Benchmark oil for November delivery was up 97 cents to $80.46 a barrel at late afternoon Singapore time in electronic trading on the New York Mercantile Exchange.
The contract tumbled $3.59 to settle at $79.49 on Tuesday after China raised rates for the first time since 2007 to help tame inflation and cool credit growth.
The move spooked investors and helped shake the two pillars of oil's month-long jump above $80 a barrel _ the global stock market rally and the weakening dollar. Asian stock markets were mixed on Wednesday after the Dow Jones industrial average fell 1.5 percent.
"Commodities prices in general have been on a tear over the past six weeks and much of that is due to Chinese consumption," Sander Capital Advisors said. "Not everything can go up forever before ill effects take place."

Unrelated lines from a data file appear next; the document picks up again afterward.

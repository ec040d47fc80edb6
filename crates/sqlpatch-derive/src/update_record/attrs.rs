//! Attribute parsing for the UpdateRecord derive macro.

use syn::Result;

use crate::sql_ident::{parse_sql_ident, parse_table_name};

pub(super) struct TableAttrs {
    pub(super) table: String,
    pub(super) id_column: String,
}

#[derive(Default)]
struct StructAttrList {
    table: Option<String>,
    id_column: Option<String>,
}

impl syn::parse::Parse for StructAttrList {
    fn parse(input: syn::parse::ParseStream) -> Result<Self> {
        let mut attrs = StructAttrList::default();

        loop {
            if input.is_empty() {
                break;
            }

            let ident: syn::Ident = input.parse()?;
            let key = ident.to_string();

            let _: syn::Token![=] = input.parse()?;
            let value: syn::LitStr = input.parse()?;

            match key.as_str() {
                "table" => attrs.table = Some(parse_table_name(&value)?),
                "id_column" => attrs.id_column = Some(parse_sql_ident(&value, "id_column")?),
                _ => {
                    return Err(syn::Error::new_spanned(
                        ident,
                        format!("unknown struct attribute `{key}` (expected `table` or `id_column`)"),
                    ));
                }
            }

            if input.peek(syn::Token![,]) {
                let _: syn::Token![,] = input.parse()?;
            } else {
                break;
            }
        }

        Ok(attrs)
    }
}

struct FieldAttrs {
    column: Option<String>,
}

impl syn::parse::Parse for FieldAttrs {
    fn parse(input: syn::parse::ParseStream) -> Result<Self> {
        let mut column = None;

        loop {
            if input.is_empty() {
                break;
            }

            let ident: syn::Ident = input.parse()?;
            let key = ident.to_string();

            let _: syn::Token![=] = input.parse()?;
            let value: syn::LitStr = input.parse()?;

            match key.as_str() {
                "column" => column = Some(parse_sql_ident(&value, "column")?),
                _ => {
                    return Err(syn::Error::new_spanned(
                        ident,
                        format!("unknown field attribute `{key}` (expected `column`)"),
                    ));
                }
            }

            if input.peek(syn::Token![,]) {
                let _: syn::Token![,] = input.parse()?;
            } else {
                break;
            }
        }

        Ok(Self { column })
    }
}

/// Column tag of a field, if it carries one.
pub(super) fn get_field_column(field: &syn::Field) -> Result<Option<String>> {
    let mut column = None;

    for attr in &field.attrs {
        if !attr.path().is_ident("sql") {
            continue;
        }
        let parsed: FieldAttrs = attr.parse_args()?;
        if parsed.column.is_some() {
            column = parsed.column;
        }
    }

    Ok(column)
}

/// Table metadata from `#[sql(table = "...", id_column = "...")]`, if present.
pub(super) fn get_table_attrs(input: &syn::DeriveInput) -> Result<Option<TableAttrs>> {
    let mut merged = StructAttrList::default();

    for attr in &input.attrs {
        if !attr.path().is_ident("sql") {
            continue;
        }
        let parsed: StructAttrList = attr.parse_args()?;
        if parsed.table.is_some() {
            merged.table = parsed.table;
        }
        if parsed.id_column.is_some() {
            merged.id_column = parsed.id_column;
        }
    }

    match (merged.table, merged.id_column) {
        (Some(table), Some(id_column)) => Ok(Some(TableAttrs { table, id_column })),
        (None, None) => Ok(None),
        (Some(_), None) => Err(syn::Error::new_spanned(
            &input.ident,
            "#[sql(table = \"...\")] requires #[sql(id_column = \"...\")]",
        )),
        (None, Some(_)) => Err(syn::Error::new_spanned(
            &input.ident,
            "#[sql(id_column = \"...\")] requires #[sql(table = \"...\")]",
        )),
    }
}
//! The statement executor contract.
//!
//! sqlpatch does not own connections. Anything that can prepare, execute and
//! query with positional [`Value`] arguments can drive a
//! [`SqlRunner`](crate::SqlRunner). `tokio_postgres::Client` and
//! `tokio_postgres::Transaction` implement it out of the box.
//!
//! Statement and cursor handles are released by dropping them. Callers keep
//! them as locals so every exit path, `?` included, releases them before the
//! enclosing call returns.

use crate::error::SqlResult;
use crate::value::Value;
use std::future::Future;

/// A lazy, forward-only, single-pass sequence of result rows.
pub trait RowCursor: Send {
    type Row: Send;

    /// Advance to the next row. `Ok(None)` marks the end of the sequence.
    fn next_row(&mut self) -> impl Future<Output = SqlResult<Option<Self::Row>>> + Send;
}

/// Capability surface the runner and UPDATE compiler consume.
pub trait StatementExecutor: Send + Sync {
    /// Prepared statement handle.
    type Statement: Send + Sync;
    /// Row type yielded by cursors.
    type Row: Send;
    /// Cursor over query results.
    type Rows: RowCursor<Row = Self::Row>;

    /// Compile query text into a reusable statement.
    fn prepare(&self, sql: &str) -> impl Future<Output = SqlResult<Self::Statement>> + Send;

    /// Execute without preparing. Returns the number of affected rows.
    fn execute(&self, sql: &str, args: &[Value]) -> impl Future<Output = SqlResult<u64>> + Send;

    /// Bind `args` to a prepared statement and execute it.
    fn execute_prepared(
        &self,
        stmt: &Self::Statement,
        args: &[Value],
    ) -> impl Future<Output = SqlResult<u64>> + Send;

    /// Bind `args` to a prepared statement and open a row cursor.
    fn query_prepared(
        &self,
        stmt: &Self::Statement,
        args: &[Value],
    ) -> impl Future<Output = SqlResult<Self::Rows>> + Send;

    /// Open a row cursor without preparing.
    fn query(
        &self,
        sql: &str,
        args: &[Value],
    ) -> impl Future<Output = SqlResult<Self::Rows>> + Send;
}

Oil rebounded despite a report from the American Petroleum Institute late Tuesday that crude inventories rose 2.3 million barrels last week. Analysts surveyed by Platts, the energy information arm of McGraw-Hill Cos., had forecast an increase of 2.1 million barrels. Inventories of gasoline and distillates fell, the API said.
The Energy Department's Energy Information Administration reports its weekly supply data later Wednesday.
In other Nymex trading in November contracts, heating oil rose 2.28 cents to $2.212 a gallon and gasoline gained 1.63 cents to $2.065 a gallon. Natural gas added 1.5 cents to $3.528 per 1,000 cubic feet.
In London, Brent crude rose 89 cents to $81.99 a barrel on the ICE Futures exchange.